Clinical and molecular aspects of miR-200 family in gastric cancer
Commentary

Clinical and molecular aspects of miR-200 family in gastric cancer

Moisés Blanco-Calvo1,2, Manuel Valladares-Ayerbes1,2

1Biomedical Research Institute of La Coruña, INIBIC; and 2Clinical Oncology Department, La Coruña University Hospital, CHUAC, La Coruña, Spain

Correspondence to: Manuel Valladares-Ayerbes. Clinical Oncology Department, La Coruña University Hospital, As Xubias 84, 15006 La Coruña, Spain. Email: Manuel.Valladares.Ayerbes@sergas.es.

Submitted Apr 11, 2014. Accepted for publication Apr 15, 2014.
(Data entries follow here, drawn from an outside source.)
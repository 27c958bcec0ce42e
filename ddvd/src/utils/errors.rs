#[macro_export]
macro_rules! log_or_err {
    ($state:expr, $level:expr, $err:expr $(,)?) => {{
        if $level <= $state.fail_level {
            return Err($err);
        } else {
            match $level {
                ::log::Level::Error => ::log::error!("{}", $err),
                ::log::Level::Warn => ::log::warn!("{}", $err),
                ::log::Level::Info => ::log::info!("{}", $err),
                ::log::Level::Debug => ::log::debug!("{}", $err),
                ::log::Level::Trace => ::log::trace!("{}", $err),
            }
        }
    }};
}

/// Result codes reported to the host application.
#[derive(Debug, Clone, Copy, PartialEq, Eq)]
#[repr(u32)]
pub enum DdvdResult {
    Ok = 0,
    Inval,
    NoMem,
    Busy,
    FailOpen,
    FailPrefs,
    FailRead,
}

#[derive(thiserror::Error, Debug)]
pub enum NavError {
    #[error("Cannot open DVD source: {0}")]
    Open(String),

    #[error("Cannot apply navigation preference: {0}")]
    Preferences(String),

    #[error("Block read failed: {0}")]
    Read(String),

    #[error("Sector search to {0} failed")]
    Seek(u32),

    #[error("Navigation call {call} failed: {reason}")]
    Call { call: &'static str, reason: String },

    #[error(transparent)]
    Io(#[from] std::io::Error),
}

#[derive(thiserror::Error, Debug)]
pub enum SinkError {
    #[error("Cannot open device {0}")]
    Open(String),

    #[error("Device operation {op} failed: {reason}")]
    Device { op: &'static str, reason: String },

    #[error(transparent)]
    Io(#[from] std::io::Error),
}

#[derive(thiserror::Error, Debug)]
pub enum SpuError {
    #[error("Subpicture packet truncated: need {needed} bytes, have {available}")]
    Truncated { needed: usize, available: usize },

    #[error("Inconsistent subpicture sizes: datasize {datasize} + 2 > size {size}")]
    InconsistentSize { datasize: usize, size: usize },

    #[error("Subpicture control sequence never set a bounding box")]
    MissingBoundingBox,

    #[error("Invalid subpicture bounding box ({x1},{y1})-({x2},{y2})")]
    InvalidBoundingBox { x1: u16, y1: u16, x2: u16, y2: u16 },

    #[error("Subpicture control sequence never set the RLE offsets")]
    MissingOffsets,

    #[error("Subpicture has neither a show nor a highlight command")]
    NoDisplayCommand,

    #[error("RLE decode failed: {0}")]
    Bitmap(#[from] std::io::Error),
}

#[derive(thiserror::Error, Debug)]
pub enum CodecError {
    #[error("AC3 frame decode failed: {0}")]
    Decode(String),

    #[error("MPEG audio encode failed: {0}")]
    Encode(String),
}

#[derive(thiserror::Error, Debug)]
pub enum ProtocolError {
    #[error("Unknown command opcode {0}")]
    UnknownOpcode(u32),

    #[error("Unknown event kind {0}")]
    UnknownEvent(u32),

    #[error("Queue peer disconnected")]
    Disconnected,

    #[error("Record truncated: expected {expected} bytes, got {available}")]
    Truncated { expected: usize, available: usize },
}

#[derive(thiserror::Error, Debug)]
pub enum EngineError {
    #[error("Cannot open DVD source: {0}")]
    Open(#[source] NavError),

    #[error("Cannot set navigation preferences: {0}")]
    Preferences(#[source] NavError),

    #[error("Getting next block failed: {0}")]
    Read(#[source] NavError),

    #[error("Cannot open presentation device: {0}")]
    DeviceOpen(#[source] SinkError),

    #[error("Presentation device error: {0}")]
    Device(#[source] SinkError),

    #[error("Command protocol violation: {0}")]
    Protocol(#[from] ProtocolError),
}

impl EngineError {
    pub fn result_code(&self) -> DdvdResult {
        match self {
            EngineError::Open(_) | EngineError::DeviceOpen(_) => DdvdResult::FailOpen,
            EngineError::Preferences(_) => DdvdResult::FailPrefs,
            EngineError::Read(_) => DdvdResult::FailRead,
            EngineError::Device(_) => DdvdResult::Busy,
            EngineError::Protocol(_) => DdvdResult::Inval,
        }
    }
}

#[test]
fn result_codes() {
    let err = EngineError::Read(NavError::Read("sector 12".into()));
    assert_eq!(err.result_code(), DdvdResult::FailRead);
    assert_eq!(err.result_code() as u32, 6);
    assert_eq!(
        EngineError::Protocol(ProtocolError::UnknownOpcode(99)).result_code(),
        DdvdResult::Inval
    );
}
doi: 10.3978/j.issn.2224-4778.2014.04.04


Gastric cancer, like all tumors, is a complex disease in which many predisposing and triggering factors, both environmental and genetic, are summed and combined until the development of the malignancy. Among the genetic causes and modifiers of the clinical course of gastric cancer, microRNAs (miRNAs) as wide-spectrum post-transcriptional regulators, play a central role. Their special characteristics, i.e., their tissue-, and even cell-type-, specificity, their stability in different biological fluids, and their deregulation during tumorigenesis, make to miRNAs the focus of a huge amount of studies searching for their application as potential biomarkers and therapeutic targets in cancer.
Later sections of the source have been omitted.